Read the records and gather each line that includes "pipeline".

-- SOURCE MATERIAL follows --

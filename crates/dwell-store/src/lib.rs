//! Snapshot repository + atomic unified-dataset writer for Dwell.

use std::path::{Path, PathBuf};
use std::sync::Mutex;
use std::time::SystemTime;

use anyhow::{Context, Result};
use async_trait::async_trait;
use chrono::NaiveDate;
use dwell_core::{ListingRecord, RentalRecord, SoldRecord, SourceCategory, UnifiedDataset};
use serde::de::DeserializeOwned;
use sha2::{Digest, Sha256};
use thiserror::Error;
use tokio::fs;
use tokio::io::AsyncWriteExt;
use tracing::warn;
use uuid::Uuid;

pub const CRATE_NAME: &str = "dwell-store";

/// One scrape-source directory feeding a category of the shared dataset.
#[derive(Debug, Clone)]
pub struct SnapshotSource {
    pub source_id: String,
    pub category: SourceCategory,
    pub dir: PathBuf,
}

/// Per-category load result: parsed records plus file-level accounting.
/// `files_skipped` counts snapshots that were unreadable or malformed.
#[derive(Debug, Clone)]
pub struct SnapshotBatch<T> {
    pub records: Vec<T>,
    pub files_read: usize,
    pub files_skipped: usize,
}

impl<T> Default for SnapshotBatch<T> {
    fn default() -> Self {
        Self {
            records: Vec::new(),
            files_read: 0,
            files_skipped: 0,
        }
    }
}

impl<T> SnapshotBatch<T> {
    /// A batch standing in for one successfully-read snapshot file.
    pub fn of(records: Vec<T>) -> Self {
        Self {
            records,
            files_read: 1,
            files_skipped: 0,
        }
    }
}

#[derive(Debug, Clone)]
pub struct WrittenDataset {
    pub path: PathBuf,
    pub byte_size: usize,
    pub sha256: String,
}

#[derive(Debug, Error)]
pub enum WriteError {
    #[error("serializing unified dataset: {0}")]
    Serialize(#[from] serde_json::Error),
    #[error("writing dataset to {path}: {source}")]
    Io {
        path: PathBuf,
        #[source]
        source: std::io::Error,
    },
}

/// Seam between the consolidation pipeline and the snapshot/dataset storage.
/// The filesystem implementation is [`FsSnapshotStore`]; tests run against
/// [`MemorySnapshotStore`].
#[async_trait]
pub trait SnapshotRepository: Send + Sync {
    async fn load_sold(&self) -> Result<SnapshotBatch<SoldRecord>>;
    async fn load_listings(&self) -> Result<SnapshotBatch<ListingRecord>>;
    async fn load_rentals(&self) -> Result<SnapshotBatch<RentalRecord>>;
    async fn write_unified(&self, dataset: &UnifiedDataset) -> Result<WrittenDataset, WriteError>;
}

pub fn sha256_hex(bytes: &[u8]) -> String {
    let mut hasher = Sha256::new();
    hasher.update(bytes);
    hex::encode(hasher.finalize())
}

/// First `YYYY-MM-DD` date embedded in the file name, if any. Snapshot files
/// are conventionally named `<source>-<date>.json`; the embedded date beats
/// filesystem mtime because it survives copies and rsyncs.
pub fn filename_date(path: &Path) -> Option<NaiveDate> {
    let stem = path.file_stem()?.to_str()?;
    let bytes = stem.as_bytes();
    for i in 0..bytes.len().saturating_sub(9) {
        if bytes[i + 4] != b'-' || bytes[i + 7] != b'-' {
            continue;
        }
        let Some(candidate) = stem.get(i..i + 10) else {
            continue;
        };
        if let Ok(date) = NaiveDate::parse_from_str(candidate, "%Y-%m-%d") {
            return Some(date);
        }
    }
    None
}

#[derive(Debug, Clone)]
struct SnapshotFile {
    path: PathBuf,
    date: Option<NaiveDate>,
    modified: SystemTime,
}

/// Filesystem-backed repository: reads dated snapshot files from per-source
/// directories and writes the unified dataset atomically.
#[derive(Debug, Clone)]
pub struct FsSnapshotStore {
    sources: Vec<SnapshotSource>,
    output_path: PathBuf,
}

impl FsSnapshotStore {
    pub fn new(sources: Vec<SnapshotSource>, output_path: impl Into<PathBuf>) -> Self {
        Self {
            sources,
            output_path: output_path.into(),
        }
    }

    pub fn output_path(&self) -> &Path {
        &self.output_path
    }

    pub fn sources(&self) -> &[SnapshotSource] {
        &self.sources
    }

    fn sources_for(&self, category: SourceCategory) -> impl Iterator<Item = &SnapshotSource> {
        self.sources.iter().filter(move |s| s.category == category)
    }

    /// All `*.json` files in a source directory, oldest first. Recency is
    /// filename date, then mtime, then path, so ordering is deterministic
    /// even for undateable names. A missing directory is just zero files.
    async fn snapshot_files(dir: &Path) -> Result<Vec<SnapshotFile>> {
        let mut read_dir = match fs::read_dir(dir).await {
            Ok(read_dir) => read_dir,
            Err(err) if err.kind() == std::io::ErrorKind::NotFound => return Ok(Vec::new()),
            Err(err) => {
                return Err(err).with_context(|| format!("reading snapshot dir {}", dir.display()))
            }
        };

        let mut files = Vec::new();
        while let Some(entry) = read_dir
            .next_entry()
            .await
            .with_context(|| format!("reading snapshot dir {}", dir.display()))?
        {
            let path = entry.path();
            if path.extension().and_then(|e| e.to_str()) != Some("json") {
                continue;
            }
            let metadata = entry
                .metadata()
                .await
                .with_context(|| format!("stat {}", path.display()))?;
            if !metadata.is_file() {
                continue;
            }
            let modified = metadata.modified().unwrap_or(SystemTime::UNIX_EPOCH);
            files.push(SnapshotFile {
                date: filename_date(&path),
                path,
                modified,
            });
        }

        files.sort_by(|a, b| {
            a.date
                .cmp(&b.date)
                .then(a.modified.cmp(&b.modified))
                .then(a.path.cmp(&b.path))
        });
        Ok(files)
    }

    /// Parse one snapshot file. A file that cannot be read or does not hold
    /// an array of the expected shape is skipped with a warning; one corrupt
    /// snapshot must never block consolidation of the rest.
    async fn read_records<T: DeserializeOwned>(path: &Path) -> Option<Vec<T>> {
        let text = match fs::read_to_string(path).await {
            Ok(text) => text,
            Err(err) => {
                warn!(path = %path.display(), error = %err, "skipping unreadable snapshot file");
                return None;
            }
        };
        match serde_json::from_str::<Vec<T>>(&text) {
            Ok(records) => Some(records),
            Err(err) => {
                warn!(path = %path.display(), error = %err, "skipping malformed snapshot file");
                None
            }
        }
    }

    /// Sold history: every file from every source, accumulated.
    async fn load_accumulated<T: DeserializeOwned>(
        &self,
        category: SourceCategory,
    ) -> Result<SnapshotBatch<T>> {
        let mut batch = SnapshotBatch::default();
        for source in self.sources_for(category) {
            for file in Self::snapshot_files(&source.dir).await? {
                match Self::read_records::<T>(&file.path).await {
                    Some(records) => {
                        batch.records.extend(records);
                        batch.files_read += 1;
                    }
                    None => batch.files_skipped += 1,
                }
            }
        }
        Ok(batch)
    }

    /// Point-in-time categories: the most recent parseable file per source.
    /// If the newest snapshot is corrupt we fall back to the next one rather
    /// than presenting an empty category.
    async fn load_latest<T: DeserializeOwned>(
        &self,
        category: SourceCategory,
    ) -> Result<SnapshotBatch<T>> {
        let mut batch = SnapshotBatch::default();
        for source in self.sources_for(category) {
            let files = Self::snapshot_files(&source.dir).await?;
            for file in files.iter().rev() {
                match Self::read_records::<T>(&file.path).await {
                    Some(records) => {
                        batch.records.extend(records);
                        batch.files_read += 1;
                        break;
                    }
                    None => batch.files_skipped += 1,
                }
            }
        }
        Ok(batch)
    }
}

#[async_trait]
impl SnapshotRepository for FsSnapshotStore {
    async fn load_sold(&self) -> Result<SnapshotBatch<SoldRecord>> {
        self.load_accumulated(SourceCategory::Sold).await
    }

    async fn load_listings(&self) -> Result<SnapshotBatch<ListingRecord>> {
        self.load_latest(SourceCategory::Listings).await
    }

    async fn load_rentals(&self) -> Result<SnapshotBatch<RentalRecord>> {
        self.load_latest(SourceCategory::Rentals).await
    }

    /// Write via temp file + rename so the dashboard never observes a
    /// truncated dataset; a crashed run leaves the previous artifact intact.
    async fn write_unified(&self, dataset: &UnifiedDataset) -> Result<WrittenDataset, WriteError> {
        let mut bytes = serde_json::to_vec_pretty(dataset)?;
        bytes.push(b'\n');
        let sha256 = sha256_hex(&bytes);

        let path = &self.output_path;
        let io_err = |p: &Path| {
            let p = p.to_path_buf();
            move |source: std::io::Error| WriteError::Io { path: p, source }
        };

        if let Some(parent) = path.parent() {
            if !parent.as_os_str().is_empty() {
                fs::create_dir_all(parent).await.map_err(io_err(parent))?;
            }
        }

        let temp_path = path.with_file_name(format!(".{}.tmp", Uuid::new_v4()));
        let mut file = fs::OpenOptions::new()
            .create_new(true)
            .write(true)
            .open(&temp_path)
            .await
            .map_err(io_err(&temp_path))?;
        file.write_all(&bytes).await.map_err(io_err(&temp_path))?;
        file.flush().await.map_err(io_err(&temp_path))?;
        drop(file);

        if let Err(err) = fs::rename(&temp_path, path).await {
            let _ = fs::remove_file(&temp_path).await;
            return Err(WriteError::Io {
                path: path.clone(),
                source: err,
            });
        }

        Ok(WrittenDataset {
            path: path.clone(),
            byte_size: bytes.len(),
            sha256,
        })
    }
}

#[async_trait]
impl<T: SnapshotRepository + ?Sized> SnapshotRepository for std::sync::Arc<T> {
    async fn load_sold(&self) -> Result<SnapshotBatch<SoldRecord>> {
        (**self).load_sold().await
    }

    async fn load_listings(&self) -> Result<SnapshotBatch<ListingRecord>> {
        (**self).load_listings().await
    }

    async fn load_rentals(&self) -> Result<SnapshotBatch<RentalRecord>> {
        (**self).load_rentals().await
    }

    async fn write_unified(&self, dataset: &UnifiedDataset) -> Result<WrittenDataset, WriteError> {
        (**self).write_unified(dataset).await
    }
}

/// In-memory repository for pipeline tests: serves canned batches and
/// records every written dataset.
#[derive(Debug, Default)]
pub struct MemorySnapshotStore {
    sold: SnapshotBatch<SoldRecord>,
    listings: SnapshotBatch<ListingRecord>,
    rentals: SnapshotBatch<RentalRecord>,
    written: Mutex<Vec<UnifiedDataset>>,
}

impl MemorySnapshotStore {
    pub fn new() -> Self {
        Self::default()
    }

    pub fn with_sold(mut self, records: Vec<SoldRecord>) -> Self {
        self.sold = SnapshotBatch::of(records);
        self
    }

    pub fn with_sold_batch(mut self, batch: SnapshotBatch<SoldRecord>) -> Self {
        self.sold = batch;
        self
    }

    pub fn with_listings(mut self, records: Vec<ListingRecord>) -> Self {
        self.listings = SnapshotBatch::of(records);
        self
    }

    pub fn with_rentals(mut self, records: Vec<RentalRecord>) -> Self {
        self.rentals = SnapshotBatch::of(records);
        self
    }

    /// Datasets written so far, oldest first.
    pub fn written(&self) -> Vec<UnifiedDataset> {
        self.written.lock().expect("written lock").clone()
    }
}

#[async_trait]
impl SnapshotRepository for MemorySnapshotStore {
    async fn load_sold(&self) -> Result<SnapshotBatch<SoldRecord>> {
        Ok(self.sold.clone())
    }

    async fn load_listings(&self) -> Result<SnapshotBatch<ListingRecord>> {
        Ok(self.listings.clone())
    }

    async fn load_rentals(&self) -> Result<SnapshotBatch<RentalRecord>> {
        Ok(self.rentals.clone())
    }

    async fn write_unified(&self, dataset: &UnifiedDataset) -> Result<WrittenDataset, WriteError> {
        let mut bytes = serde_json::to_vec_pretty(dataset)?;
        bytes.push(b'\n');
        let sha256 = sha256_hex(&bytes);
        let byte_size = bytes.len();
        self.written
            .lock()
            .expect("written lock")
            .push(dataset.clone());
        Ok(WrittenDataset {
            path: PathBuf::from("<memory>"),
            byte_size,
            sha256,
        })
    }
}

-- SOURCE MATERIAL concluded --

TASK RESULT
/// Seam between the consolidation pipeline and the snapshot/dataset storage.
/// In-memory repository for pipeline tests: serves canned batches and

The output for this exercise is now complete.